• **Work instructions**
All of the data is to be copied without a single change.

[[ Task inputs, beginning ]]

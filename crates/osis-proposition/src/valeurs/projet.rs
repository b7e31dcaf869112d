//! Research project, funding, and prior research experience.
//!
//! Each value object is replaced as a whole by its setter on the
//! aggregate. Absence is a typed sentinel, never `None`.

use chrono::NaiveDate;
use serde::{Deserialize, Serialize};

use crate::enums::{ChoixDoctoratDejaRealise, ChoixTypeContratTravail, ChoixTypeFinancement};

// ─── Project ─────────────────────────────────────────────────────────

/// The doctoral research project described by the candidate.
#[derive(Debug, Clone, PartialEq, Eq, Default, Serialize, Deserialize)]
pub struct DetailProjet {
    pub titre: String,
    pub resume: String,
    /// Language the thesis will be written in (ISO code).
    pub langue_redaction_these: String,
    /// Identifier of the research institute hosting the thesis.
    pub institut_these: Option<String>,
    pub lieu_these: String,
    pub documents: Vec<String>,
    pub graphe_gantt: Vec<String>,
    pub proposition_programme_doctoral: Vec<String>,
    pub projet_formation_complementaire: Vec<String>,
    pub lettres_recommandation: Vec<String>,
    /// Whether the doctoral project already started elsewhere.
    pub deja_commence: Option<bool>,
    pub deja_commence_institution: String,
    pub date_debut: Option<NaiveDate>,
}

// ─── Funding ─────────────────────────────────────────────────────────

/// How the doctorate is funded.
#[derive(Debug, Clone, PartialEq, Eq, Default, Serialize, Deserialize)]
pub struct Financement {
    /// `None` only in the [`Financement::non_rempli`] sentinel.
    #[serde(rename = "type")]
    pub type_financement: Option<ChoixTypeFinancement>,
    /// Contract type name, or free text when the type is not listed.
    pub type_contrat_travail: String,
    /// Full-time equivalent, in percent.
    pub eft: Option<u8>,
    pub bourse_recherche: Option<String>,
    pub autre_bourse_recherche: String,
    pub bourse_date_debut: Option<NaiveDate>,
    pub bourse_date_fin: Option<NaiveDate>,
    pub bourse_preuve: Vec<String>,
    /// Expected duration, in months.
    pub duree_prevue: Option<u16>,
    /// Share of working time devoted to the thesis, in percent.
    pub temps_consacre: Option<u8>,
    pub est_lie_fnrs_fria_fresh_csc: Option<bool>,
    pub commentaire: String,
}

impl Financement {
    /// The "no funding specified" sentinel.
    pub fn non_rempli() -> Self {
        Self::default()
    }

    /// Whether this is the sentinel.
    pub fn est_non_rempli(&self) -> bool {
        *self == Self::non_rempli()
    }

    /// The listed contract type, when `type_contrat_travail` names one.
    pub fn contrat_travail(&self) -> Option<ChoixTypeContratTravail> {
        ChoixTypeContratTravail::from_name(&self.type_contrat_travail)
    }
}

// ─── Prior research ──────────────────────────────────────────────────

/// A doctorate the candidate already started or completed.
#[derive(Debug, Clone, PartialEq, Eq, Serialize, Deserialize)]
pub struct ExperiencePrecedenteRecherche {
    pub doctorat_deja_realise: ChoixDoctoratDejaRealise,
    pub institution: String,
    pub domaine_these: String,
    pub date_soutenance: Option<NaiveDate>,
    pub raison_non_soutenue: String,
}

impl ExperiencePrecedenteRecherche {
    /// The "no prior doctorate" sentinel.
    pub fn aucune() -> Self {
        Self {
            doctorat_deja_realise: ChoixDoctoratDejaRealise::No,
            institution: String::new(),
            domaine_these: String::new(),
            date_soutenance: None,
            raison_non_soutenue: String::new(),
        }
    }
}

impl Default for ExperiencePrecedenteRecherche {
    fn default() -> Self {
        Self::aucune()
    }
}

[[ Task inputs, end ]]

• **Problem solution**
filename crates/osis-proposition/src/valeurs/projet.rs
repository b7e31dcaf869112d
//! Research project, funding, and prior research experience.
//!
//! Each value object is replaced as a whole by its setter on the
//! aggregate. Absence is a typed sentinel, never `None`.

use chrono::NaiveDate;
use serde::{Deserialize, Serialize};

use crate::enums::{ChoixDoctoratDejaRealise, ChoixTypeContratTravail, ChoixTypeFinancement};

// ─── Project ─────────────────────────────────────────────────────────

/// The doctoral research project described by the candidate.
#[derive(Debug, Clone, PartialEq, Eq, Default, Serialize, Deserialize)]
pub struct DetailProjet {
    pub titre: String,
    pub resume: String,
    /// Language the thesis will be written in (ISO code).
    pub langue_redaction_these: String,
    /// Identifier of the research institute hosting the thesis.
    pub institut_these: Option<String>,
    pub lieu_these: String,
    pub documents: Vec<String>,
    pub graphe_gantt: Vec<String>,
    pub proposition_programme_doctoral: Vec<String>,
    pub projet_formation_complementaire: Vec<String>,
    pub lettres_recommandation: Vec<String>,
    /// Whether the doctoral project already started elsewhere.
    pub deja_commence: Option<bool>,
    pub deja_commence_institution: String,
    pub date_debut: Option<NaiveDate>,
}

// ─── Funding ─────────────────────────────────────────────────────────

/// How the doctorate is funded.
#[derive(Debug, Clone, PartialEq, Eq, Default, Serialize, Deserialize)]
pub struct Financement {
    /// `None` only in the [`Financement::non_rempli`] sentinel.
    #[serde(rename = "type")]
    pub type_financement: Option<ChoixTypeFinancement>,
    /// Contract type name, or free text when the type is not listed.
    pub type_contrat_travail: String,
    /// Full-time equivalent, in percent.
    pub eft: Option<u8>,
    pub bourse_recherche: Option<String>,
    pub autre_bourse_recherche: String,
    pub bourse_date_debut: Option<NaiveDate>,
    pub bourse_date_fin: Option<NaiveDate>,
    pub bourse_preuve: Vec<String>,
    /// Expected duration, in months.
    pub duree_prevue: Option<u16>,
    /// Share of working time devoted to the thesis, in percent.
    pub temps_consacre: Option<u8>,
    pub est_lie_fnrs_fria_fresh_csc: Option<bool>,
    pub commentaire: String,
}

impl Financement {
    /// The "no funding specified" sentinel.
    pub fn non_rempli() -> Self {
        Self::default()
    }

    /// Whether this is the sentinel.
    pub fn est_non_rempli(&self) -> bool {
        *self == Self::non_rempli()
    }

    /// The listed contract type, when `type_contrat_travail` names one.
    pub fn contrat_travail(&self) -> Option<ChoixTypeContratTravail> {
        ChoixTypeContratTravail::from_name(&self.type_contrat_travail)
    }
}

// ─── Prior research ──────────────────────────────────────────────────

/// A doctorate the candidate already started or completed.
#[derive(Debug, Clone, PartialEq, Eq, Serialize, Deserialize)]
pub struct ExperiencePrecedenteRecherche {
    pub doctorat_deja_realise: ChoixDoctoratDejaRealise,
    pub institution: String,
    pub domaine_these: String,
    pub date_soutenance: Option<NaiveDate>,
    pub raison_non_soutenue: String,
}

impl ExperiencePrecedenteRecherche {
    /// The "no prior doctorate" sentinel.
    pub fn aucune() -> Self {
        Self {
            doctorat_deja_realise: ChoixDoctoratDejaRealise::No,
            institution: String::new(),
            domaine_these: String::new(),
            date_soutenance: None,
            raison_non_soutenue: String::new(),
        }
    }
}

impl Default for ExperiencePrecedenteRecherche {
    fn default() -> Self {
        Self::aucune()
    }
}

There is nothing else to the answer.